# Colored coded lanes & cars



## Marty (Oct 20, 1999)

So now that I have my Tub Track up and running again I can start working on cars. One of the things I have done is I have some cars color coded to the lanes. It started with TYCO L amborghini's that I use to "warm up" the track. Then I did the JL Dodge Challengers. I also have a complete set of Aurora Dune Buggys.










Sorry for the blurry pictures.










I use the Hot Wheels 6 car cases to hold them.










I will be working on more cars, Model Motoring GTX, Dash Roadrunners, JL 'Cuda's, Hot Rods,.....

Marty
Marysville, OH


----------



## slotcar58 (Jun 21, 2007)

Your cars look great! Would you post some pictures of your tub track?


----------



## Marty (Oct 20, 1999)

I hope this works. It is a link to my photobucket album:



Marty
Martysville, OH


----------



## buzzinhornet (Jan 20, 2000)

Cool cars, cool track, cool pics. Thanks Marty.:thumbsup::hat::wave:


----------



## Marty (Oct 20, 1999)

Thanks!

A couple things. When I play back the video the video is WAY fast, but the sound is normal. Does this happen to anyone else?

Did anyone notice the car jumped slots at the end of the back straight? It landed in the next slot. I have controllers hooked to each lane so I just grabbed the correct controller and carried on. Then it did it again in the same curve so again, i just grabbed the next controller. Fun stuff!

Marty
Marysville, OH


----------



## Dslot (Sep 2, 2007)

_*Ooooooh! *_

That's _*class*_.

No lane-color paper dot-stickers here, by heaven!

Nice purple dune buggy, by the way (he said, with a touch of envy).

-- D


----------



## slotcar58 (Jun 21, 2007)

Great track. Thanks for posting the picture!


----------



## Marty (Oct 20, 1999)

Dslot said:


> _*Ooooooh! *_
> 
> That's _*class*_.
> 
> ...


Thanks!

Here is a little salt to rub in, It was *GIVEN* to me.:thumbsup:

Marty
Marysville, OH


----------



## Dslot (Sep 2, 2007)

*OOOOOoooooooooo*


----------



## buzzinhornet (Jan 20, 2000)

Marty said:


> Thanks!
> 
> A couple things. When I play back the video the video is WAY fast, but the sound is normal. Does this happen to anyone else?
> 
> ...


Yes, the video stop about mid way through and the audio keeps going.:freak:


----------



## Marty (Oct 20, 1999)

buzzinhornet said:


> Yes, the video stop about mid way through and the audio keeps going.:freak:


Thanks.
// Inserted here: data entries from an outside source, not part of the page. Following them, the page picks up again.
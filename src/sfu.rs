// src/sfu.rs
//
// Service facade tying the pieces together: room lifecycle, admission
// (credentials → room lookup), joining a room, running a session to its end,
// and tearing it down.
//
// ────────────────────────────────────────────────────────────────────────────

use std::sync::Arc;

use futures::stream::Stream;
use thiserror::Error;
use tokio::sync::mpsc;
use tracing::{info, warn};

use crate::activity::{Action, ActivityLog, ActivityRecorder};
use crate::auth::{AuthError, CredentialStore};
use crate::broadcaster::{topology_changed, Broadcaster};
use crate::events::{EventBus, MeetEvent};
use crate::registry::{CreateRoomError, RoomRegistry};
use crate::relay::{Relay, RelayConfig};
use crate::room::{Departure, Role, Room};
use crate::session::PeerSession;
use crate::signaling::{run_session_loop, SessionExit, SignalError, SignalSink};
use crate::transport::{MediaTransport, SessionEvent, TransportError};

// ─── Admission ──────────────────────────────────────────────────────────────

/// What a peer supplies when opening its signaling channel.
#[derive(Debug, Clone, Default)]
pub struct JoinRequest {
    pub room: Option<String>,
    pub username: Option<String>,
    pub password: Option<String>,
}

/// A request that passed credential and room checks.
pub struct Admission {
    pub room: Arc<Room>,
    pub username: String,
}

#[derive(Debug, Error)]
pub enum JoinError {
    #[error("room, username and password are required")]
    MissingCredentials,
    #[error("invalid credentials")]
    InvalidCredentials,
    #[error("room '{0}' does not exist")]
    UnknownRoom(String),
    #[error("credential store failure: {0}")]
    CredentialStore(String),
    #[error("media session could not be created: {0}")]
    Transport(#[from] TransportError),
}

// ─── Sfu ────────────────────────────────────────────────────────────────────

pub struct Sfu {
    registry: Arc<dyn RoomRegistry>,
    transport: Arc<dyn MediaTransport>,
    users: Arc<dyn CredentialStore>,
    activity: ActivityRecorder,
    broadcaster: Broadcaster,
    bus: EventBus,
}

impl Sfu {
    pub fn new(
        registry: Arc<dyn RoomRegistry>,
        transport: Arc<dyn MediaTransport>,
        users: Arc<dyn CredentialStore>,
        activity: Arc<dyn ActivityLog>,
        bus: EventBus,
        relay: RelayConfig,
    ) -> Self {
        Self {
            registry,
            transport,
            users,
            activity: ActivityRecorder::new(activity),
            broadcaster: Broadcaster::new(Relay::new(relay, bus.clone()), bus.clone()),
            bus,
        }
    }

    pub fn registry(&self) -> &Arc<dyn RoomRegistry> {
        &self.registry
    }

    pub fn users(&self) -> &Arc<dyn CredentialStore> {
        &self.users
    }

    pub fn activity(&self) -> &ActivityRecorder {
        &self.activity
    }

    pub fn bus(&self) -> &EventBus {
        &self.bus
    }

    // ── Rooms ───────────────────────────────────────────────────────────

    /// Create a room with `creator` reserved as its host.
    pub fn create_room(&self, room_id: &str, creator: &str) -> Result<(), CreateRoomError> {
        self.registry.create_room(room_id, creator)?;
        info!(room_id, creator, "room created");
        self.bus.emit(MeetEvent::room_created(room_id, creator));
        self.activity
            .record(creator, Action::RoomCreated, format!("Created room {room_id}"));
        Ok(())
    }

    /// Delete a room and shut down every session in it.  Returns false if
    /// there was no such room.
    pub fn delete_room(&self, room_id: &str, deleted_by: &str) -> bool {
        let Some(room) = self.registry.delete_room(room_id) else {
            return false;
        };
        let sessions = room.shutdown();
        info!(room_id, deleted_by, sessions = sessions.len(), "room deleted");
        self.bus.emit(MeetEvent::room_deleted(room_id, room.creator()));
        self.activity
            .record(deleted_by, Action::RoomDeleted, format!("Deleted room {room_id}"));
        true
    }

    // ── Sessions ────────────────────────────────────────────────────────

    /// Check credentials, then resolve the room.  Nothing is mutated.
    pub async fn authorize(&self, request: &JoinRequest) -> Result<Admission, JoinError> {
        let (Some(room_id), Some(username), Some(password)) = (
            non_empty(&request.room),
            non_empty(&request.username),
            non_empty(&request.password),
        ) else {
            return Err(JoinError::MissingCredentials);
        };

        match self.users.validate_user(username, password).await {
            Ok(true) => {}
            Ok(false) | Err(AuthError::InvalidUsername) | Err(AuthError::InvalidPassword) => {
                return Err(JoinError::InvalidCredentials)
            }
            Err(e) => return Err(JoinError::CredentialStore(e.to_string())),
        }

        let room = self
            .registry
            .get_room(room_id)
            .ok_or_else(|| JoinError::UnknownRoom(room_id.to_string()))?;

        Ok(Admission {
            room,
            username: username.to_string(),
        })
    }

    /// Open a session for an admitted peer and add it to the room.  An
    /// existing session under the same username is replaced.
    pub async fn join(
        &self,
        admission: Admission,
        sink: Box<dyn SignalSink>,
    ) -> Result<(Arc<PeerSession>, mpsc::UnboundedReceiver<SessionEvent>), JoinError> {
        let Admission { room, username } = admission;
        let (session, events) =
            PeerSession::open(&username, room.id(), self.transport.as_ref(), sink).await?;

        let replaced = match room.add_peer(Arc::clone(&session)) {
            Ok(replaced) => replaced,
            Err(_) => {
                session.close().await;
                return Err(JoinError::UnknownRoom(room.id().to_string()));
            }
        };
        if let Some(previous) = replaced {
            info!(room_id = %room.id(), peer_id = %username, "replacing existing session");
            previous.session.shutdown();
            self.depart(&room, previous);
        }

        let role = room.role_of(&username).unwrap_or(Role::Subscriber);
        info!(room_id = %room.id(), peer_id = %username, role = role.as_str(), "peer joined");
        self.bus
            .emit(MeetEvent::participant_joined(room.id(), &username, role.as_str()));
        self.activity
            .record(&username, Action::JoinedRoom, format!("Joined room {}", room.id()));

        topology_changed(&room, "peer joined");
        Ok((session, events))
    }

    /// Run the session's loop until it ends, then tear it down.
    pub async fn serve<S>(
        &self,
        room: Arc<Room>,
        session: Arc<PeerSession>,
        events: mpsc::UnboundedReceiver<SessionEvent>,
        inbound: S,
    ) where
        S: Stream<Item = Result<String, SignalError>>,
    {
        let exit = run_session_loop(&self.broadcaster, &room, &session, events, inbound).await;
        self.teardown(&room, &session, exit).await;
    }

    async fn teardown(&self, room: &Arc<Room>, session: &Arc<PeerSession>, exit: SessionExit) {
        if let Some(state) = exit.terminal_state() {
            session.advance(state);
        }
        match &exit {
            SessionExit::Failed(e) => warn!(
                room_id = %room.id(),
                peer_id = %session.peer_id(),
                protocol = e.is_protocol(),
                "session failed: {e}"
            ),
            other => info!(
                room_id = %room.id(),
                peer_id = %session.peer_id(),
                reason = %other.reason(),
                "session ended"
            ),
        }

        session.shutdown();
        if let Some(departure) = room.remove_session(session) {
            self.depart(room, departure);
        }
        session.close().await;
    }

    fn depart(&self, room: &Arc<Room>, departure: Departure) {
        let peer_id = departure.session.peer_id().to_string();
        for track in &departure.withdrawn {
            track.stop();
            self.bus
                .emit(MeetEvent::track_unpublished(room.id(), &track.key, track.kind));
        }
        if departure.was_host {
            info!(room_id = %room.id(), peer_id = %peer_id, "host left, room has no publisher");
        }
        self.bus.emit(MeetEvent::participant_left(
            room.id(),
            &peer_id,
            departure.role.as_str(),
        ));
        self.activity
            .record(&peer_id, Action::LeftRoom, format!("Left room {}", room.id()));
        topology_changed(room, "peer left");
    }
}

fn non_empty(value: &Option<String>) -> Option<&str> {
    value.as_deref().filter(|v| !v.is_empty())
}

// ─── Tests ──────────────────────────────────────────────────────────────────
I contacted photobucket and I am waiting for a reply.

Marty
Marysville, OH


----------



## slotcarman12078 (Oct 3, 2008)

That is odd indeed. I've noticed when I shoot video it appears way faster than it was in real life. Never had a loading issue where the video and sound weren't in sync though..


----------



## LeeRoy98 (Jul 8, 2005)

Awesome track... thanks for sharing!

Gary
AKA LeeRoy98
www.marioncountyraceway.com


----------



## ParkRNDL (Mar 20, 2002)

Nice. Love the Tubby. I do that with the lane colors too sometimes, finding similarly matched cars in red, white, blue, and yellow for my 4-lane. 

--rick


----------



## NTxSlotCars (May 27, 2008)

I have all tan cars for my dirt track.


----------



## Marty (Oct 20, 1999)

*Hot Rods!*

I started looking for original Hot Rods in as many colors as I could, then I realized I have a bunch of Dash Super Modifieds in various colors. I don't want 6 Super Modifieds running around, so I decided to run them as Hot Rods. I will still use the nerf bars, I mean bumpers, but I haven't decided what headers I want to use. I will try the SM's headers with the side bars removed. I am still missing a green one. Dash has a Chrome Green, but I don't think Dash made a normal green. I guess I'll break down and buy a can of paint. I'll have to make some windshields too.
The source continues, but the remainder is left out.